There is information processing taking place within the sub-personal, personal, and interpersonal levels and within them. It can help to imagine the parallel processing in the brain taking place by revisiting what we know of the organisms in this series. EMDR can be a very robust psychotherapy because information processing is involved in the past, present, and future when we are formally engaging in trauma processing or devising the case formulation! It’s happening in all 8 phases of EMDR. Therapist and client only need to experience what is taking place and not become overly distracted by talking about what they think is important. When we remember the scrub jay it’s not hard to imagine of we as children have remembered events that may not have been repeated or intense that nonetheless cause us as adults to engage in defensive actions.

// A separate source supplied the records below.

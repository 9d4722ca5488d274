//! Partition rules.
//!
//! A rule looks at one event (with its label and impact record) and either
//! names a bucket or declines. Partitions hold rules in declaration order and
//! the first rule that names a bucket wins.

use regex::Regex;
use sentiment_impact_core::{
    EngineError, Event, ImpactRecord, KeywordSet, MarketCalendar, PatternSet, SentimentCategory,
    SentimentLabel,
};

/// Everything a rule may inspect for one event.
#[derive(Debug, Clone, Copy)]
pub struct EventContext<'a> {
    pub event: &'a Event,
    pub label: Option<&'a SentimentLabel>,
    pub record: Option<&'a ImpactRecord>,
}

impl<'a> EventContext<'a> {
    #[must_use]
    pub fn new(event: &'a Event) -> Self {
        Self {
            event,
            label: None,
            record: None,
        }
    }

    #[must_use]
    pub fn with_label(mut self, label: Option<&'a SentimentLabel>) -> Self {
        self.label = label;
        self
    }

    #[must_use]
    pub fn with_record(mut self, record: Option<&'a ImpactRecord>) -> Self {
        self.record = record;
        self
    }
}

/// A predicate that maps an event to a bucket label, or declines.
pub trait ConditionRule: Send + Sync {
    /// Short identifier used in logs.
    fn name(&self) -> &str;

    fn classify(&self, ctx: &EventContext<'_>) -> Option<String>;
}

/// Matches events whose sentiment label has the given category.
#[derive(Debug, Clone)]
pub struct SentimentRule {
    category: SentimentCategory,
}

impl SentimentRule {
    #[must_use]
    pub fn new(category: SentimentCategory) -> Self {
        Self { category }
    }
}

impl ConditionRule for SentimentRule {
    fn name(&self) -> &str {
        self.category.as_str()
    }

    fn classify(&self, ctx: &EventContext<'_>) -> Option<String> {
        ctx.label
            .filter(|l| l.category == self.category)
            .map(|_| self.category.as_str().to_string())
    }
}

/// Matches events whose weighted engagement score is at least `min_score`.
#[derive(Debug, Clone)]
pub struct EngagementTierRule {
    label: String,
    min_score: f64,
    reshare_weight: f64,
}

impl EngagementTierRule {
    pub fn new(label: impl Into<String>, min_score: f64, reshare_weight: f64) -> Self {
        Self {
            label: label.into(),
            min_score,
            reshare_weight,
        }
    }
}

impl ConditionRule for EngagementTierRule {
    fn name(&self) -> &str {
        &self.label
    }

    fn classify(&self, ctx: &EventContext<'_>) -> Option<String> {
        (ctx.event.engagement.score(self.reshare_weight) >= self.min_score)
            .then(|| self.label.clone())
    }
}

/// Labels every event with its market session.
#[derive(Debug, Clone)]
pub struct SessionRule {
    calendar: MarketCalendar,
}

impl SessionRule {
    #[must_use]
    pub fn new(calendar: MarketCalendar) -> Self {
        Self { calendar }
    }
}

impl ConditionRule for SessionRule {
    fn name(&self) -> &str {
        "session"
    }

    fn classify(&self, ctx: &EventContext<'_>) -> Option<String> {
        Some(self.calendar.session(ctx.event.timestamp).as_str().to_string())
    }
}

/// Matches events whose text contains any keyword of a set.
///
/// Single words match whole tokens only; inflections must be listed.
/// Multi-word keywords match as substrings.
#[derive(Debug, Clone)]
pub struct KeywordRule {
    label: String,
    words: Vec<String>,
    phrases: Vec<String>,
}

impl KeywordRule {
    #[must_use]
    pub fn new(set: &KeywordSet) -> Self {
        let (phrases, words): (Vec<String>, Vec<String>) = set
            .keywords
            .iter()
            .map(|k| k.trim().to_lowercase())
            .filter(|k| !k.is_empty())
            .partition(|k| k.contains(' '));
        Self {
            label: set.label.clone(),
            words,
            phrases,
        }
    }

    fn matches(&self, text: &str) -> bool {
        let lower = text.to_lowercase();
        if self.phrases.iter().any(|p| lower.contains(p.as_str())) {
            return true;
        }
        lower
            .split(|c: char| !c.is_alphanumeric())
            .filter(|t| !t.is_empty())
            .any(|token| self.words.iter().any(|w| w == token))
    }
}

impl ConditionRule for KeywordRule {
    fn name(&self) -> &str {
        &self.label
    }

    fn classify(&self, ctx: &EventContext<'_>) -> Option<String> {
        self.matches(&ctx.event.text).then(|| self.label.clone())
    }
}

/// Matches events whose text matches any regular expression of a set.
#[derive(Debug, Clone)]
pub struct PatternRule {
    label: String,
    patterns: Vec<Regex>,
}

impl PatternRule {
    /// Compiles every pattern of `set`.
    ///
    /// # Errors
    ///
    /// Returns `InvalidConfig` naming the first pattern that fails to compile.
    pub fn new(label: impl Into<String>, set: &PatternSet) -> Result<Self, EngineError> {
        let patterns = set
            .patterns
            .iter()
            .map(|p| {
                Regex::new(p).map_err(|e| {
                    EngineError::invalid_config(format!(
                        "flag '{}': bad pattern '{}': {}",
                        set.name, p, e
                    ))
                })
            })
            .collect::<Result<Vec<_>, _>>()?;
        Ok(Self {
            label: label.into(),
            patterns,
        })
    }
}

impl ConditionRule for PatternRule {
    fn name(&self) -> &str {
        &self.label
    }

    fn classify(&self, ctx: &EventContext<'_>) -> Option<String> {
        self.patterns
            .iter()
            .any(|re| re.is_match(&ctx.event.text))
            .then(|| self.label.clone())
    }
}

/// Matches events whose impact record resolved a baseline price.
#[derive(Debug, Clone, Default)]
pub struct BaselineRule;

impl ConditionRule for BaselineRule {
    fn name(&self) -> &str {
        "baseline"
    }

    fn classify(&self, ctx: &EventContext<'_>) -> Option<String> {
        ctx.record
            .filter(|r| r.has_baseline())
            .map(|_| "RESOLVED".to_string())
    }
}

#[cfg(test)]
mod tests {
    use super::*;
    use chrono::{TimeZone, Utc};

    fn event(text: &str) -> Event {
        // Tuesday 10:00 ET
        Event::new("e1", Utc.with_ymd_and_hms(2024, 1, 16, 15, 0, 0).unwrap(), text)
    }

    #[test]
    fn sentiment_rule_matches_category_only() {
        let ev = event("x");
        let label = SentimentLabel::new("e1", SentimentCategory::Bearish, 0.9, "llm");
        let ctx = EventContext::new(&ev).with_label(Some(&label));

        assert_eq!(
            SentimentRule::new(SentimentCategory::Bearish).classify(&ctx),
            Some("BEARISH".to_string())
        );
        assert_eq!(SentimentRule::new(SentimentCategory::Bullish).classify(&ctx), None);
        assert_eq!(
            SentimentRule::new(SentimentCategory::Bearish).classify(&EventContext::new(&ev)),
            None
        );
    }

    #[test]
    fn engagement_rule_is_inclusive_at_threshold() {
        let rule = EngagementTierRule::new("MEDIUM", 10_000.0, 2.0);

        let at = event("x").with_engagement(8_000, 1_000);
        assert_eq!(rule.classify(&EventContext::new(&at)), Some("MEDIUM".to_string()));

        let below = event("x").with_engagement(9_999, 0);
        assert_eq!(rule.classify(&EventContext::new(&below)), None);
    }

    #[test]
    fn session_rule_uses_calendar() {
        let ev = event("x");
        let rule = SessionRule::new(MarketCalendar::us_equities());
        assert_eq!(
            rule.classify(&EventContext::new(&ev)),
            Some("MARKET_HOURS".to_string())
        );
    }

    #[test]
    fn keyword_rule_matches_whole_words_and_phrases() {
        let rule = KeywordRule::new(&KeywordSet::new("PRODUCT", &["launch", "launching", "new model"]));

        assert!(rule.matches("Launching next week"));
        assert!(rule.matches("Launch!"));
        assert!(rule.matches("the NEW MODEL is here"));
        assert!(!rule.matches("relaunch"));
        assert!(!rule.matches("launcher for sale"));
        assert!(!rule.matches("nothing relevant"));
    }

    #[test]
    fn default_topics_ignore_words_sharing_a_prefix() {
        let config = sentiment_impact_core::PartitionConfig::default();
        let technology = config
            .topics
            .iter()
            .find(|t| t.label == "TECHNOLOGY")
            .unwrap();
        let rule = KeywordRule::new(technology);
        let classify = |text: &str| rule.classify(&EventContext::new(&event(text)));

        assert_eq!(classify("Flying to the airport again"), None);
        assert_eq!(classify("Stock split aimed at retail"), None);
        assert_eq!(classify("Lunch at Chipotle"), None);
        assert_eq!(classify("New AI chips shipping"), Some("TECHNOLOGY".to_string()));
        assert_eq!(classify("Robots in the factory"), Some("TECHNOLOGY".to_string()));
    }

    #[test]
    fn pattern_rule_matches_any_pattern() {
        let set = PatternSet::new("contains_metrics", &[r"\d+%", r"\$\d+"]);
        let rule = PatternRule::new("TRUE", &set).unwrap();

        assert!(rule.classify(&EventContext::new(&event("up 12% today"))).is_some());
        assert!(rule.classify(&EventContext::new(&event("only $5"))).is_some());
        assert!(rule.classify(&EventContext::new(&event("flat"))).is_none());
    }

    #[test]
    fn pattern_rule_rejects_bad_regex() {
        let set = PatternSet::new("broken", &["(unclosed"]);
        assert!(matches!(
            PatternRule::new("TRUE", &set),
            Err(EngineError::InvalidConfig { .. })
        ));
    }

    #[test]
    fn baseline_rule_reads_record() {
        let ev = event("x");
        let record = ImpactRecord::unresolved("e1", "TSLA", &[1]);
        let ctx = EventContext::new(&ev).with_record(Some(&record));
        assert_eq!(BaselineRule.classify(&ctx), None);
    }
}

Adaptive information processing can help understand answer this question - information causes things to happen differently than forceful events. Consider the example of learning to put our foot on the brake when we see a stop sign. The sign doesn’t need to hit us on the head nor did we need to have been in an accident before we remember to stop. Information processing is powerful and has physical consequences. In my 2012 paper on the Biopsychosocial-AIP model of EMDR I consider the social state of each of us and how it may contribute to traumatization. Like the scrub jay, remembering who was around as we learned to do life is important. I call that demographics. The information about our race, gender, class, education, geography, and age matter when understanding why we defend when we might want to connect. Events (episodes) don’t need to be objectively bad, just relevant. They may be more or less intense when we remember them, but if they their intensity is not always what makes them a target for processing.
I like to encourage my clients to marvel at the profound information processing going on with other organisms in our everyday life. It’s all around us. In microscopic life, plant life, insect life, and animal life. Even non-living information processing teaches us about life. Information processing causes things to happen. We are constantly sensing, moving, perceiving, imaging, and remembering all the time!